SuppressLinkedTables: Consistent Suppression of Linked Tables

Description

Provides alternatives to global protection for linked tables through methods that may reduce the computational burden.

Usage

SuppressLinkedTables(
  data = NULL,
  fun,
  ...,
  withinArg = NULL,
  linkedGauss = "super-consistent",
  linkedIntervals = ifelse(linkedGauss == "local-bdiag", "local-bdiag",
    "super-consistent"),
  lpPackage = NULL,
  recordAware = TRUE,
  iterBackTracking = Inf,
  whenEmptyUnsuppressed = NULL
)

Value

A list of data frames, or, if withinArg is NULL, the ordinary output from fun.

Arguments

data

The data argument to fun. When NULL data must be included in withinArg.

fun

A function: GaussSuppressionFromData or one of its wrappers such as SuppressSmallCounts and SuppressDominantCells.

...

Arguments to fun that are kept constant.

withinArg

A list of named lists. Arguments to fun that are not kept constant. If withinArg is named, the names will be used as names in the output list.

linkedGauss

Specifies the strategy for protecting linked tables. The "super-consistent", "consistent", and "local-bdiag" methods protect all linked tables together in a single call to GaussSuppression() using an internally constructed block-diagonal model matrix.

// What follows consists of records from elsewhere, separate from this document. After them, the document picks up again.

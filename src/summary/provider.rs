//! Text generation providers
//!
//! The summarizer only sees [`TextGenerator`]; [`GeminiProvider`] is the one
//! hosted implementation. Tests substitute a scripted fake.

use crate::config::{ProviderConfig, ProviderKind};
use async_trait::async_trait;
use reqwest::header::{HeaderValue, CONTENT_TYPE};
use reqwest::Client;
use serde::Deserialize;
use std::sync::Arc;
use std::time::Duration;
use url::Url;

/// API keys starting with this are unedited sample values.
const PLACEHOLDER_KEY_PREFIX: &str = "your_";
const API_KEY_HEADER: &str = "x-goog-api-key";

#[derive(Debug, Clone, PartialEq)]
pub struct GenerationRequest {
    pub prompt: String,
    pub max_output_tokens: u32,
    pub temperature: f32,
}

#[derive(Debug, thiserror::Error)]
pub enum ProviderError {
    #[error("provider not configured")]
    NotConfigured,
    #[error("quota exceeded: {0}")]
    QuotaExceeded(String),
    #[error("http error: {0}")]
    Http(#[from] reqwest::Error),
    #[error("api error {status}: {message}")]
    Api { status: u16, message: String },
    #[error("provider returned no text")]
    EmptyResponse,
    #[error("could not parse provider response: {0}")]
    Parse(String),
}

impl ProviderError {
    pub fn is_quota(&self) -> bool {
        match self {
            ProviderError::QuotaExceeded(_) => true,
            ProviderError::Api { status, message } => *status == 429 || mentions_quota(message),
            _ => false,
        }
    }
}

fn mentions_quota(message: &str) -> bool {
    let lower = message.to_lowercase();
    lower.contains("quota") || lower.contains("rate_limit") || lower.contains("too many requests")
}

#[async_trait]
pub trait TextGenerator: Send + Sync {
    async fn generate(&self, request: &GenerationRequest) -> Result<String, ProviderError>;

    fn name(&self) -> &str;
}

/// Build the configured provider, or `None` when summaries must use fallbacks.
pub fn build_provider(config: &ProviderConfig) -> Option<Arc<dyn TextGenerator>> {
    match config.kind {
        ProviderKind::None => {
            log::info!("No summary provider configured, using fallback summaries");
            None
        }
        ProviderKind::Gemini => match GeminiProvider::from_config(config) {
            Ok(provider) => {
                log::info!("Using Gemini model {}", provider.model);
                Some(Arc::new(provider) as Arc<dyn TextGenerator>)
            }
            Err(ProviderError::NotConfigured) => {
                log::warn!(
                    "Gemini API key not set (checked config and ${}), using fallback summaries",
                    config.api_key_env
                );
                None
            }
            Err(e) => {
                log::warn!("Failed to initialize Gemini provider: {}", e);
                None
            }
        },
    }
}

pub struct GeminiProvider {
    client: Client,
    endpoint: String,
    model: String,
    api_key: String,
}

impl GeminiProvider {
    pub fn new(config: &ProviderConfig, api_key: String) -> Result<Self, ProviderError> {
        if !is_usable_key(&api_key) {
            return Err(ProviderError::NotConfigured);
        }

        let client = Client::builder()
            .timeout(Duration::from_secs(config.timeout_seconds))
            .user_agent(concat!("mail-briefing/", env!("CARGO_PKG_VERSION")))
            .build()?;

        Ok(Self {
            client,
            endpoint: config.endpoint.trim_end_matches('/').to_string(),
            model: config.model.clone(),
            api_key,
        })
    }

    /// Key from the config file first, then from the configured environment variable.
    pub fn from_config(config: &ProviderConfig) -> Result<Self, ProviderError> {
        let key = config
            .api_key
            .clone()
            .filter(|k| is_usable_key(k))
            .or_else(|| std::env::var(&config.api_key_env).ok())
            .ok_or(ProviderError::NotConfigured)?;
        Self::new(config, key)
    }

    /// The key travels in a header so it never appears in URLs or error text.
    fn request_url(&self) -> Result<Url, ProviderError> {
        Url::parse(&format!(
            "{}/models/{}:generateContent",
            self.endpoint, self.model
        ))
        .map_err(|e| ProviderError::Parse(format!("invalid endpoint: {}", e)))
    }

    fn api_key_header(&self) -> Result<HeaderValue, ProviderError> {
        let mut value = HeaderValue::from_str(self.api_key.trim())
            .map_err(|_| ProviderError::Parse("API key is not a valid header value".to_string()))?;
        value.set_sensitive(true);
        Ok(value)
    }
}

fn transport_error(error: reqwest::Error) -> ProviderError {
    ProviderError::Http(error.without_url())
}

fn is_usable_key(key: &str) -> bool {
    let key = key.trim();
    !key.is_empty() && !key.starts_with(PLACEHOLDER_KEY_PREFIX)
}

#[async_trait]
impl TextGenerator for GeminiProvider {
    async fn generate(&self, request: &GenerationRequest) -> Result<String, ProviderError> {
        let body = serde_json::json!({
            "contents": [{ "parts": [{ "text": request.prompt }] }],
            "generationConfig": {
                "temperature": request.temperature,
                "maxOutputTokens": request.max_output_tokens,
                "topP": 0.8,
                "topK": 40
            }
        });

        log::debug!(
            "Calling Gemini {} ({} prompt chars)",
            self.model,
            request.prompt.len()
        );

        let response = self
            .client
            .post(self.request_url()?)
            .header(CONTENT_TYPE, "application/json")
            .header(API_KEY_HEADER, self.api_key_header()?)
            .body(body.to_string())
            .send()
            .await
            .map_err(transport_error)?;

        let status = response.status();
        let text = response.text().await.map_err(transport_error)?;

        if !status.is_success() {
            let message = api_error_message(&text);
            if status.as_u16() == 429 || mentions_quota(&message) {
                return Err(ProviderError::QuotaExceeded(message));
            }
            return Err(ProviderError::Api {
                status: status.as_u16(),
                message,
            });
        }

        parse_generate_response(&text)
    }

    fn name(&self) -> &str {
        "gemini"
    }
}

#[derive(Debug, Deserialize)]
struct GenerateResponse {
    #[serde(default)]
    candidates: Vec<Candidate>,
}

#[derive(Debug, Deserialize)]
struct Candidate {
    content: Option<Content>,
}

#[derive(Debug, Deserialize)]
struct Content {
    #[serde(default)]
    parts: Vec<Part>,
}

#[derive(Debug, Deserialize)]
struct Part {
    text: Option<String>,
}

#[derive(Debug, Deserialize)]
struct ErrorEnvelope {
    error: ErrorBody,
}

#[derive(Debug, Deserialize)]
struct ErrorBody {
    #[serde(default)]
    message: String,
}

/// Join the text parts of the first candidate.
pub(crate) fn parse_generate_response(body: &str) -> Result<String, ProviderError> {
    let response: GenerateResponse =
        serde_json::from_str(body).map_err(|e| ProviderError::Parse(e.to_string()))?;

    let text: String = response
        .candidates
        .into_iter()
        .next()
        .and_then(|c| c.content)
        .map(|content| {
            content
                .parts
                .into_iter()
                .filter_map(|p| p.text)
                .collect::<Vec<_>>()
                .join("")
        })
        .unwrap_or_default();

    let text = text.trim();
    if text.is_empty() {
        return Err(ProviderError::EmptyResponse);
    }
    Ok(text.to_string())
}

fn api_error_message(body: &str) -> String {
    match serde_json::from_str::<ErrorEnvelope>(body) {
        Ok(envelope) if !envelope.error.message.is_empty() => envelope.error.message,
        _ => body.chars().take(200).collect(),
    }
}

  • "super-consistent" (default): Shares the key property of "consistent" that common cells are suppressed equally across tables, but also exploits the fact that these cells have identical values in all tables. The coordination is therefore stronger. If intervals are calculated using such coordination, common cells will have identical interval bounds in each table.

  • "consistent": Common cells are suppressed equally across tables.

  • "local": Each table is protected independently by a separate call to GaussSuppression().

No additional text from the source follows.